Il était tout près du lit. Il s'agenouilla, prit la main pendante, et, passionnément, appuya sa bouche sur la chair du bras tiède:

—O Betsy! ce soir par exception, daignerez-vous ne pas me faire trop souffrir?

Elle pencha sa tête vers lui:

—Êtes-vous bien certain que vous n'aimeriez pas davantage rentrer dans votre chambre et faire une peinture de ces rues, telles des améthystes?... Non?...


XV

Mrs. Hockley, dès le lendemain, accompagna Jean-François Felze chez la marquise Yorisaka. Ou plutôt, elle l'y conduisit.

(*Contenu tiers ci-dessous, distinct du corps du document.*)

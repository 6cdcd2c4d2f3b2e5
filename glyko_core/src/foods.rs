//! Food-carbohydrate library and meal composition.
//!
//! The built-in library covers everyday staples; meals are composed from
//! weighed portions and carry their computed carb totals into the journal.

use crate::calculator::round_tenth;
use crate::types::{Meal, MealSlot, Portion};
use crate::{Error, Result};
use chrono::{DateTime, Utc};
use once_cell::sync::Lazy;
use serde::{Deserialize, Serialize};
use std::collections::HashMap;
use uuid::Uuid;

/// Food category for browsing and search
#[derive(Clone, Copy, Debug, Serialize, Deserialize, PartialEq, Eq)]
#[serde(rename_all = "snake_case")]
pub enum FoodCategory {
    Fruit,
    Vegetable,
    Starch,
    Dairy,
    Bakery,
    Drink,
    Sweet,
    Other,
}

/// One food with its carbohydrate density
#[derive(Clone, Debug, Serialize, Deserialize)]
pub struct FoodItem {
    pub id: String,
    pub name: String,
    pub category: FoodCategory,
    pub carbs_per_100g: f64,
}

impl FoodItem {
    /// Carbohydrate grams in a weighed portion
    pub fn carbs_for(&self, weight_g: f64) -> f64 {
        self.carbs_per_100g * weight_g / 100.0
    }
}

/// The complete food library
#[derive(Clone, Debug)]
pub struct FoodLibrary {
    pub foods: HashMap<String, FoodItem>,
}

/// Cached default library - built once and reused across all operations
static DEFAULT_FOODS: Lazy<FoodLibrary> = Lazy::new(build_default_foods_internal);

/// Get a reference to the cached default food library
pub fn get_default_foods() -> &'static FoodLibrary {
    &DEFAULT_FOODS
}

/// Builds the default library of built-in foods
pub fn build_default_foods() -> FoodLibrary {
    build_default_foods_internal()
}

fn build_default_foods_internal() -> FoodLibrary {
    let mut foods = HashMap::new();

    let mut add = |id: &str, name: &str, category: FoodCategory, carbs: f64| {
        foods.insert(
            id.to_string(),
            FoodItem {
                id: id.to_string(),
                name: name.to_string(),
                category,
                carbs_per_100g: carbs,
            },
        );
    };

    add("apple", "Apple", FoodCategory::Fruit, 14.0);
    add("banana", "Banana", FoodCategory::Fruit, 20.0);
    add("orange", "Orange", FoodCategory::Fruit, 12.0);
    add("carrot", "Carrot", FoodCategory::Vegetable, 7.0);
    add("green_beans", "Green beans", FoodCategory::Vegetable, 4.0);
    add("potato_boiled", "Potato (boiled)", FoodCategory::Starch, 17.0);
    add("rice_cooked", "Rice (cooked)", FoodCategory::Starch, 28.0);
    add("pasta_cooked", "Pasta (cooked)", FoodCategory::Starch, 26.0);
    add("white_bread", "White bread", FoodCategory::Bakery, 49.0);
    add("baguette", "Baguette", FoodCategory::Bakery, 56.0);
    add("croissant", "Croissant", FoodCategory::Bakery, 45.0);
    add("milk_whole", "Whole milk", FoodCategory::Dairy, 5.0);
    add("yogurt_plain", "Plain yogurt", FoodCategory::Dairy, 5.0);
    add("orange_juice", "Orange juice", FoodCategory::Drink, 10.0);
    add("dark_chocolate", "Dark chocolate", FoodCategory::Sweet, 46.0);
    add("strawberry_jam", "Strawberry jam", FoodCategory::Sweet, 60.0);

    FoodLibrary { foods }
}

impl FoodLibrary {
    /// Look up a food by ID
    pub fn get(&self, id: &str) -> Option<&FoodItem> {
        self.foods.get(id)
    }

    /// All foods sorted by ID for deterministic listing
    pub fn sorted(&self) -> Vec<&FoodItem> {
        let mut items: Vec<_> = self.foods.values().collect();
        items.sort_by(|a, b| a.id.cmp(&b.id));
        items
    }

    /// Case-insensitive search over food names and IDs
    pub fn search(&self, term: &str) -> Vec<&FoodItem> {
        let needle = term.to_lowercase();
        self.sorted()
            .into_iter()
            .filter(|f| f.name.to_lowercase().contains(&needle) || f.id.contains(&needle))
            .collect()
    }

    /// Validate the library for consistency
    ///
    /// Returns a list of validation errors, or empty Vec if valid.
    pub fn validate(&self) -> Vec<String> {
        let mut errors = Vec::new();

        for (id, food) in &self.foods {
            if id.is_empty() || food.id.is_empty() {
                errors.push("Food has empty ID".to_string());
            }
            if id != &food.id {
                errors.push(format!(
                    "Food key '{}' doesn't match food.id '{}'",
                    id, food.id
                ));
            }
            if food.name.is_empty() {
                errors.push(format!("Food '{}' has empty name", id));
            }
            if !(0.0..=100.0).contains(&food.carbs_per_100g) {
                errors.push(format!(
                    "Food '{}' has carbs per 100 g outside 0-100 ({})",
                    id, food.carbs_per_100g
                ));
            }
        }

        errors
    }
}

/// Compose a meal record from weighed portions of library foods
///
/// Per-portion and total carbs are rounded to one decimal. Fails on an
/// unknown food ID so a typo never silently drops carbs from the total.
pub fn compose_meal(
    library: &FoodLibrary,
    slot: MealSlot,
    eaten_at: DateTime<Utc>,
    items: &[(String, f64)],
) -> Result<Meal> {
    let mut portions = Vec::with_capacity(items.len());
    let mut total = 0.0;

    for (food_id, weight_g) in items {
        let food = library
            .get(food_id)
            .ok_or_else(|| Error::Food(format!("Unknown food '{}'", food_id)))?;
        if *weight_g < 0.0 {
            return Err(Error::Food(format!(
                "Negative weight {} g for '{}'",
                weight_g, food_id
            )));
        }
        let carbs_g = round_tenth(food.carbs_for(*weight_g));
        total += carbs_g;
        portions.push(Portion {
            food_id: food_id.clone(),
            weight_g: *weight_g,
            carbs_g,
        });
    }

    Ok(Meal {
        id: Uuid::new_v4(),
        eaten_at,
        slot,
        portions,
        total_carbs_g: round_tenth(total),
    })
}
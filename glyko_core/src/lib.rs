#![forbid(unsafe_code)]

//! Core domain model and business logic for the Glyko diabetes care journal.
//!
//! This crate provides:
//! - Domain types (care protocol, journal records, dose request/result)
//! - The bolus dose calculator
//! - The food-carbohydrate library
//! - Persistence (journal WAL, CSV archive, patient record)
//! - Application configuration

pub mod types;
pub mod error;
pub mod protocol;
pub mod foods;
pub mod config;
pub mod logging;
pub mod journal;
pub mod csv_rollup;
pub mod state;
pub mod history;
pub mod calculator;

// Re-export commonly used types
pub use error::{Error, Result};
pub use types::*;
pub use protocol::build_default_protocol;
pub use foods::{build_default_foods, compose_meal, FoodLibrary};
pub use config::Config;
pub use journal::{EntrySink, JsonlSink};
pub use state::Patient;
pub use history::{last_correction_at, load_recent_entries};
pub use calculator::calculate_dose;
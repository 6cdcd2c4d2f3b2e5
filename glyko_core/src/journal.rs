//! Append-only journal log for measurements, meals, and injections.
//!
//! Entries are appended to a JSONL (JSON Lines) file with file locking
//! to ensure safe concurrent access.

use crate::{JournalEntry, Result};
use fs2::FileExt;
use std::fs::{File, OpenOptions};
use std::io::{BufRead, BufReader, Write};
use std::path::{Path, PathBuf};

/// Entry sink trait for persisting journal entries
pub trait EntrySink {
    fn append(&mut self, entry: &JournalEntry) -> Result<()>;
}

/// JSONL-based journal sink with file locking
pub struct JsonlSink {
    path: PathBuf,
}

impl JsonlSink {
    /// Create a new JSONL sink for the given path
    pub fn new(path: impl Into<PathBuf>) -> Self {
        Self { path: path.into() }
    }

    /// Ensure the parent directory exists
    fn ensure_parent_dir(&self) -> Result<()> {
        if let Some(parent) = self.path.parent() {
            std::fs::create_dir_all(parent)?;
        }
        Ok(())
    }
}

impl EntrySink for JsonlSink {
    fn append(&mut self, entry: &JournalEntry) -> Result<()> {
        self.ensure_parent_dir()?;

        // Open file for appending
        let file = OpenOptions::new()
            .create(true)
            .append(true)
            .open(&self.path)?;

        // Acquire exclusive lock
        file.lock_exclusive()?;

        // Write entry as JSON line
        let mut writer = std::io::BufWriter::new(&file);
        let line = serde_json::to_string(entry)?;
        writer.write_all(line.as_bytes())?;
        writer.write_all(b"\n")?;
        writer.flush()?;

        // Lock is automatically released when file is dropped
        file.unlock()?;

        tracing::debug!("Appended entry {} to journal", entry.id());
        Ok(())
    }
}

/// Read all entries from a journal file
pub fn read_entries(path: &Path) -> Result<Vec<JournalEntry>> {
    if !path.exists() {
        return Ok(Vec::new());
    }

    let file = File::open(path)?;
    // Acquire shared lock for reading
    file.lock_shared()?;
    let entries = parse_entries(&file)?;
    file.unlock()?;

    tracing::debug!("Read {} entries from journal", entries.len());
    Ok(entries)
}

/// Parse JSONL entries from an already-locked file handle
///
/// The caller owns the lock; malformed lines are skipped with a warning.
pub(crate) fn parse_entries(file: &File) -> Result<Vec<JournalEntry>> {
    let reader = BufReader::new(file);
    let mut entries = Vec::new();

    for (line_num, line_result) in reader.lines().enumerate() {
        let line = line_result?;
        if line.trim().is_empty() {
            continue;
        }

        match serde_json::from_str::<JournalEntry>(&line) {
            Ok(entry) => entries.push(entry),
            Err(e) => {
                tracing::warn!("Failed to parse entry at line {}: {}", line_num + 1, e);
                // Continue reading, don't fail completely
            }
        }
    }

    Ok(entries)
}
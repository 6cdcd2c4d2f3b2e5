//! Error types for the glyko_core library.

use std::io;

/// Result type alias using our Error type
pub type Result<T> = std::result::Result<T, Error>;

/// Core error type for glyko_core operations
#[derive(Debug, thiserror::Error)]
pub enum Error {
    /// IO error occurred
    #[error("IO error: {0}")]
    Io(#[from] io::Error),

    /// JSON serialization/deserialization error
    #[error("JSON error: {0}")]
    Json(#[from] serde_json::Error),

    /// CSV error
    #[error("CSV error: {0}")]
    Csv(#[from] csv::Error),

    /// TOML parsing error
    #[error("TOML error: {0}")]
    Toml(#[from] toml::de::Error),

    /// Configuration validation error
    #[error("Configuration error: {0}")]
    Config(String),

    /// Care protocol validation error
    #[error("Protocol error: {0}")]
    Protocol(String),

    /// Food library error
    #[error("Food error: {0}")]
    Food(String),

    /// Journal persistence error
    #[error("Journal error: {0}")]
    Journal(String),

    /// Generic error
    #[error("{0}")]
    Other(String),
}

A son habitude, la marquise Yorisaka reçut ses visiteurs le plus aimablement du monde. Mais le but officiel de la visite fut manqué: il ne put être question de commencer le portrait «en travesti». La marquise, quoique bien avertie, se présenta vêtue de sa plus jolie robe parisienne. Et quand Felze lui fit le reproche, et réclama la toilette japonaise promise, il lui fut répondu qu'au dernier moment, on avait manqué du courage nécessaire pour endosser une vieille défroque.

—Je suis d'ailleurs heureuse de ce courage qui vous a manqué,—approuva Mrs. Hockley,—parce que vous êtes assurément beaucoup plus séduisante dans ce tea-gown.